追い返して構わない、知らない人だから……っと。
「どうかなさいましたか?」
「あ、いえ。知り合いの生産職の方に私の名前を使う人が来たって報告がありまして。それで」
「ほほう。その生産職って人が気になりますね。トッププレイヤーであるカティさんとローイさんって人じゃありませんよね?」
「あ、よくわかりましたね」
「本当ですか!? 最近どこかのギルドと同盟を結んだとか聞きますが、もしかして貴方のとこと……」
「そうですね。私のとこです」
「すごいです!」
カティさんとローイさんってトップのプレイヤーの人だったんだ。初めて知った。
「で、本題に入りますが、大工スキルを所持している人がほしいんですよね? ならば、私の店の人を一人送りますよ。さすがに差し上げたりはできませんけどね」
「ありがとうございます。それで代金はいくらほどに?」
「いえ、取る気はありませんよ。先ほど助けていただいたのですし!」
「あれは私の名前を使われて怒っただけで……」
誰だって人の名前を勝手に使われて、嬉しい人はいないだろう。
いい人ならまだいいんだよ。例えばさ……安心づけるために俺は精霊神とお近づきなんだ。俺たちが困ったら助けを呼ぶよ。って安心づける嘘。ならまだ許容範囲内。

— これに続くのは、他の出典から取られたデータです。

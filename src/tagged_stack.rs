//! A Treiber stack whose head is an [AtomicTaggedPtr], so node addresses can be reused safely.

use core::fmt;
use core::marker::PhantomData;

use tracing::{debug, instrument, trace};

use crate::node::Node;
use crate::sync::{cas_retry_hint, Ordering};
use crate::tagged::{AtomicTaggedPtr, TaggedPtr};

/// A LIFO stack which closes the ABA hazard with a version tag rather than with reclamation.
///
/// Popped nodes are not freed but recycled through a second tagged stack of empty nodes, and
/// later pushes reuse them, so the same address genuinely shows up on top of the stack again. A
/// thread which read the head before such a round trip holds the right address with an old tag,
/// and its CAS fails. See [crate::tagged] for how wide the tag is and what that guarantees.
///
/// Nodes are returned to the allocator only by [TaggedStack::quiesce] and `Drop`, both of which
/// have exclusive access, so a stale reader may always follow `next` of whatever address it
/// holds.
pub struct TaggedStack<T> {
    head: AtomicTaggedPtr<Node<T>>,
    /// Empty nodes waiting to be reused by `push`.
    free: AtomicTaggedPtr<Node<T>>,
    _marker: PhantomData<T>,
}

unsafe impl<T: Send> Send for TaggedStack<T> {}
unsafe impl<T: Send> Sync for TaggedStack<T> {}

/// Link `node`, which the caller owns exclusively, on top of `list`.
fn push_node<T>(list: &AtomicTaggedPtr<Node<T>>, node: *mut Node<T>) {
    loop {
        let current: TaggedPtr<Node<T>> = list.load(Ordering::Relaxed);
        // SAFETY: `node` is not reachable from `list` yet.
        unsafe { Node::next(node) }.store(current.as_ptr(), Ordering::Relaxed);

        match list.compare_exchange(
            current,
            current.successor(node),
            Ordering::Release,
            Ordering::Relaxed,
        ) {
            Ok(_) => return,
            Err(error) => {
                trace!(%error, "tagged head moved during push");
                cas_retry_hint();
            }
        }
    }
}

/// Unlink the top node of `list` and hand it to the caller exclusively.
fn pop_node<T>(list: &AtomicTaggedPtr<Node<T>>) -> Option<*mut Node<T>> {
    loop {
        let current: TaggedPtr<Node<T>> = list.load(Ordering::Acquire);
        if current.is_null() {
            return None;
        }

        // SAFETY: nodes are never freed while the stack is shared, so even if `current` was
        // popped and recycled since we loaded it, its `next` is still valid memory. A `next`
        // read from a recycled node is garbage, but then the tag has moved on and the CAS fails.
        let next: *mut Node<T> = unsafe { Node::next(current.as_ptr()) }.load(Ordering::Acquire);

        match list.compare_exchange(
            current,
            current.successor(next),
            Ordering::AcqRel,
            Ordering::Acquire,
        ) {
            Ok(_) => return Some(current.as_ptr()),
            Err(error) => {
                if error.is_stale_tag() {
                    debug!(%error, "rejected a stale head whose address was reused");
                } else {
                    trace!(%error, "tagged head moved during pop");
                }
                cas_retry_hint();
            }
        }
    }
}

impl<T> TaggedStack<T> {
    /// Create an empty stack. No node is allocated.
    pub fn new() -> Self {
        Self {
            head: AtomicTaggedPtr::null(),
            free: AtomicTaggedPtr::null(),
            _marker: PhantomData,
        }
    }

    /// Push `value` on top of the stack, reusing a recycled node if one is available.
    #[instrument(level = "trace", skip_all)]
    pub fn push(&self, value: T) {
        let node: *mut Node<T> = match pop_node(&self.free) {
            Some(recycled) => {
                // SAFETY: popping `recycled` off the free list made us its only owner, and its
                // previous payload was taken before it was put there.
                unsafe { Node::write_value(recycled, value) };
                recycled
            }
            None => Node::allocate(value),
        };
        push_node(&self.head, node);
    }

    /// Remove and return the top value, or `None` if the stack was empty when the head was read.
    #[instrument(level = "trace", skip_all)]
    pub fn pop(&self) -> Option<T> {
        let node: *mut Node<T> = pop_node(&self.head)?;
        // SAFETY: `pop_node` made us the only owner of `node`, which carries a payload because
        // everything on `head` was pushed by `push`.
        let value: T = unsafe { Node::take_value(node) };
        push_node(&self.free, node);
        Some(value)
    }

    /// Whether the stack was empty at the moment of the call. The answer may be stale as soon as
    /// it is returned.
    pub fn is_empty(&self) -> bool {
        self.head.load(Ordering::Acquire).is_null()
    }

    /// Return every recycled node to the allocator. `&mut self` proves no stale reader exists.
    pub fn quiesce(&mut self) {
        let mut freed: usize = 0;
        while let Some(node) = pop_node(&self.free) {
            // SAFETY: exclusive access, and free-list nodes hold no payload.
            unsafe { Node::free(node) };
            freed += 1;
        }
        if freed > 0 {
            debug!(freed, "freed recycled nodes");
        }
    }
}

impl<T> Default for TaggedStack<T> {
    fn default() -> Self {
        Self::new()
    }
}

impl<T> Drop for TaggedStack<T> {
    fn drop(&mut self) {
        while self.pop().is_some() {}
        self.quiesce();
    }
}

impl<T> Extend<T> for TaggedStack<T> {
    fn extend<I: IntoIterator<Item = T>>(&mut self, iter: I) {
        for value in iter {
            self.push(value);
        }
    }
}

impl<T> FromIterator<T> for TaggedStack<T> {
    fn from_iter<I: IntoIterator<Item = T>>(iter: I) -> Self {
        let mut stack: Self = Self::new();
        stack.extend(iter);
        stack
    }
}

impl<T> fmt::Debug for TaggedStack<T> {
    fn fmt(&self, f: &mut fmt::Formatter<'_>) -> fmt::Result {
        f.debug_struct("TaggedStack")
            .field("head", &self.head)
            .field("free", &self.free)
            .finish()
    }
}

安心したいもんね。それなら黙って見過ごすけど……。悪事にまで使われるのはね。
「でも助けられたのは事実なんですから、ここはどうかタダでやらせてください。もしも嫌なのなら、増築などなさるときは私どもを頼っていただけるだけで結構ですので」
「……わかりました。それで大丈夫です」
「お兄ちゃん。私、死ぬの怖い……」
「ダイジョブだ!お兄ちゃんは精霊神とお友達だからな! 助けに来てくれる!」
そうそう。こういう嘘……って、本当にこういう嘘つく人いるのかよ!
そして、その兄妹二人は平原に向かっていく。現れたのは、運が悪いことに蜂蜜ベアーだった。蜂蜜ペアーはカモシカぐらいしか出ない平原のレアモンスター。力が強い。
初心者二人にはつらいぞ。
私はこっそり背後をつけているわけだが。
「お兄ちゃん!」
「マリーは俺が護る! お兄ちゃんに任せろおおおお!」
だが、お兄ちゃんは瀕死の重傷を負った。
「お兄ちゃん! 精霊神様呼んで! お友達なんでしょ!?」
「はは、マリー。あれは……」
「精霊魔法”火”」
私は華麗に登場し、男の子を助けてあげた。
「大丈夫?」
「貴方は……」
「私は精霊神だよ」
「わ、わわ、わたひはまりーともうしまひゅ!」
可愛い。小動物みたい。
「お、俺は……」
「体力少ないね。回復させるよ」
まだ回復小くらいしか使えないけどね。
回復ぅ。
「あ、ありがとうございます。俺はメルトっていいます」
メルト君にマリーちゃん。
小学生くらいかな? 可愛い。小学生もゲームやるんだね。
「あ、あの。勝手に友達だって言ってごめんなさい」
「お、お兄ちゃん?」
「マリー。あれは嘘だったんだ。ごめんな。お前を安心させたくて」
「……いいよ。本当に来てくれたし!」
「そうだな。ありがとうございました。本当に」
兄妹愛がすごいなあ。
「いいよ。嘘じゃなければいいんでしょ?」
私は、マリーちゃんとメルト君にフレンド申請を送ることにした。
嘘にさせないよ。君たちは、私と友達だよって。なんか、慣れないねこういうのって。
嘘だから悪いってわけじゃありませんよね。
安心させたいから嘘をつくとか、助けるために嘘をつくとか。世の中には優しい嘘っていうのもありますよね。今の世の中は嘘=悪って感じで作者は嫌気が挿してます。
なんて作者らしくもないことを考えちゃった話でした。